The problem:
Produce an exact copy of the first line of the data below and each line after it, please, up to and including the one with "let mut config = Config::default();".

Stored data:
⁂

#[cfg(test)]
mod tests {
    use super::*;
    use crate::config::{load_config, StorageConfig};
    use crate::sink::{MemorySink, ScoredItem};
    use crate::storage::memory::MemoryBlobStore;
    use tempfile::TempDir;

    fn config(tmp: &TempDir) -> Config {
        let mut config = Config::default();
        config.storage = StorageConfig {
            backend: "memory".to_string(),
            container: "images".to_string(),
            blob_prefix: "labelled/".to_string(),
            ..StorageConfig::default()
        };
        config.source.record_location = tmp.path().join("records");
        config
    }

    async fn seeded_store() -> Arc<MemoryBlobStore> {
        let store = Arc::new(MemoryBlobStore::new());
        for name in [
            "labelled/cats/a.jpg",
            "labelled/cats/b.jpg",
            "labelled/cats/notes.txt",
            "labelled/dogs/c.jpg",
            "other/d.jpg",
        ] {
            store.put("images", name, name.as_bytes().to_vec()).await;
        }
        store
    }

    async fn acquired(tmp: &TempDir) -> (Arc<MemorySink>, LabeledBlobSource) {
        let sink = Arc::new(MemorySink::new());
        let mut source = LabeledBlobSource::open(
            config(tmp),
            seeded_store().await,
            Some(sink.clone() as Arc<dyn ClassificationSink>),
        )
        .unwrap();
        source.acquire_content().await.unwrap();
        (sink, source)
    }

    #[tokio::test]
    async fn test_acquire_content_selects_first_container() {
        let tmp = TempDir::new().unwrap();
        let (_, source) = acquired(&tmp).await;

        assert_eq!(source.containers(), vec!["labelled/cats", "labelled/dogs"]);
        assert_eq!(source.container_labels(), vec!["cats", "dogs"]);
        assert_eq!(source.current_container(), Some("labelled/cats"));
        assert_eq!(source.cursor().collection_count(), 2);
        assert_eq!(source.cursor().current_index(), -1);
    }

    #[tokio::test]
    async fn test_acquire_content_purges_sink() {
        let tmp = TempDir::new().unwrap();
        let (sink, mut source) = acquired(&tmp).await;
        sink.record(ScoredItem {
            container: "labelled/cats".to_string(),
            name: "memory://images/labelled/cats/a.jpg".to_string(),
            classifications: vec!["cat".to_string()],
        })
        .unwrap();

        source.acquire_content().await.unwrap();
        assert!(sink
            .find("labelled/cats", "memory://images/labelled/cats/a.jpg")
            .unwrap()
            .is_none());
    }

    #[tokio::test]
    async fn test_failed_acquire_keeps_catalog_and_sink() {
        let tmp = TempDir::new().unwrap();
        let sink = Arc::new(MemorySink::new());
        let store = seeded_store().await;
        let mut source = LabeledBlobSource::open(
            config(&tmp),
            store.clone(),
            Some(sink.clone() as Arc<dyn ClassificationSink>),
        )
        .unwrap();
        source.acquire_content().await.unwrap();
        source
            .update_item("a.jpg", &["cat".to_string()])
            .unwrap();

        store.fail_listing_under("labelled/dogs/");
        let err = source.acquire_content().await.unwrap_err();
        assert!(matches!(err, SourceError::Catalog(_)));
        assert_eq!(source.containers(), vec!["labelled/cats", "labelled/dogs"]);
        assert!(sink
            .find("labelled/cats", "memory://images/labelled/cats/a.jpg")
            .unwrap()
            .is_some());
    }

    #[tokio::test]
    async fn test_catalog_survives_reopen() {
        let tmp = TempDir::new().unwrap();
        let (_, source) = acquired(&tmp).await;
        drop(source);

        let reopened =
            LabeledBlobSource::open(config(&tmp), Arc::new(MemoryBlobStore::new()), None).unwrap();
        assert_eq!(reopened.current_container(), Some("labelled/cats"));
        assert_eq!(reopened.cursor().collection_count(), 2);
    }

    #[tokio::test]
    async fn test_set_container() {
        let tmp = TempDir::new().unwrap();
        let (_, mut source) = acquired(&tmp).await;
        source.next_group().await.unwrap();

        assert!(!source.set_container("labelled/cats"));
        assert_eq!(source.cursor().current_index(), 1);

        assert!(!source.set_container("labelled/birds"));
        assert_eq!(source.current_container(), Some("labelled/cats"));

        assert!(source.set_container("labelled/dogs"));
        assert_eq!(source.cursor().current_index(), -1);
        assert_eq!(source.cursor().collection_count(), 1);
    }

    #[tokio::test]
    async fn test_resolve_container() {
        let tmp = TempDir::new().unwrap();
        let (_, source) = acquired(&tmp).await;
        assert_eq!(
            source.resolve_container("dogs").as_deref(),
            Some("labelled/dogs")
        );
        assert_eq!(
            source.resolve_container("labelled/cats").as_deref(),
            Some("labelled/cats")
        );
        assert_eq!(source.resolve_container("birds"), None);
    }

    #[tokio::test]
    async fn test_browse_and_clear_source_files() {
        let tmp = TempDir::new().unwrap();
        let (_, mut source) = acquired(&tmp).await;
        let batch = source.next_group().await.unwrap();
        assert_eq!(batch.len(), 2);
        assert!(batch.iter().all(|f| f.downloaded && f.disk_location.exists()));

        let keep = source.cursor().download_dir().join("keep.txt");
        std::fs::write(&keep, "x").unwrap();

        assert_eq!(source.clear_source_files().unwrap(), 2);
        assert!(batch.iter().all(|f| !f.disk_location.exists()));
        assert!(keep.exists());
    }

    #[tokio::test]
    async fn test_clear_source_files_disabled() {
        let tmp = TempDir::new().unwrap();
        let mut cfg = config(&tmp);
        cfg.source.delete_source_files_when_complete = false;
        let mut source = LabeledBlobSource::open(cfg, seeded_store().await, None).unwrap();
        source.acquire_content().await.unwrap();
        source.next_group().await.unwrap();
        assert_eq!(source.clear_source_files().unwrap(), 0);
    }

    #[tokio::test]
    async fn test_reconfigure_saves_and_resets_token_cache() {
        let tmp = TempDir::new().unwrap();
        let config_path = tmp.path().join("bloblabel.yaml");
        let first = seeded_store().await;
        let mut source = LabeledBlobSource::open(config(&tmp), first.clone(), None)
            .unwrap()
            .with_config_path(&config_path);
        source.acquire_content().await.unwrap();
        source.next_group().await.unwrap();
        assert_eq!(first.tokens_issued(), 1);

        let second = seeded_store().await;
        let mut updated = config(&tmp);
        updated.source.file_count = 42;
        source
            .reconfigure_with_store(updated, second.clone())
            .unwrap();
        assert_eq!(load_config(&config_path).unwrap().source.file_count, 42);

        source.jump_to(1).unwrap();
        source.next_group().await.unwrap();
        assert_eq!(first.tokens_issued(), 1);
        assert_eq!(second.tokens_issued(), 1);
    }

    #[tokio::test]
    async fn test_jump_to_error_surfaces() {
        let tmp = TempDir::new().unwrap();
        let (_, mut source) = acquired(&tmp).await;
        let err = source.jump_to(5).unwrap_err();
        assert_eq!(
            err.to_string(),
            "Jump to index must be within the collection size :: 1-2"
        );
    }

    #[test]
    fn test_from_config_rejects_unknown_backend() {
        let tmp = TempDir::new().unwrap();
        let mut cfg = config(&tmp);
        cfg.storage.backend = "ftp".to_string();
        assert!(matches!(
            LabeledBlobSource::from_config(cfg),
            Err(SourceError::Config(_))
        ));
    }
}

⁂

Written solution:
#[cfg(test)]
mod tests {
    use super::*;
    use crate::config::{load_config, StorageConfig};
    use crate::sink::{MemorySink, ScoredItem};
    use crate::storage::memory::MemoryBlobStore;
    use tempfile::TempDir;

    fn config(tmp: &TempDir) -> Config {
        let mut config = Config::default();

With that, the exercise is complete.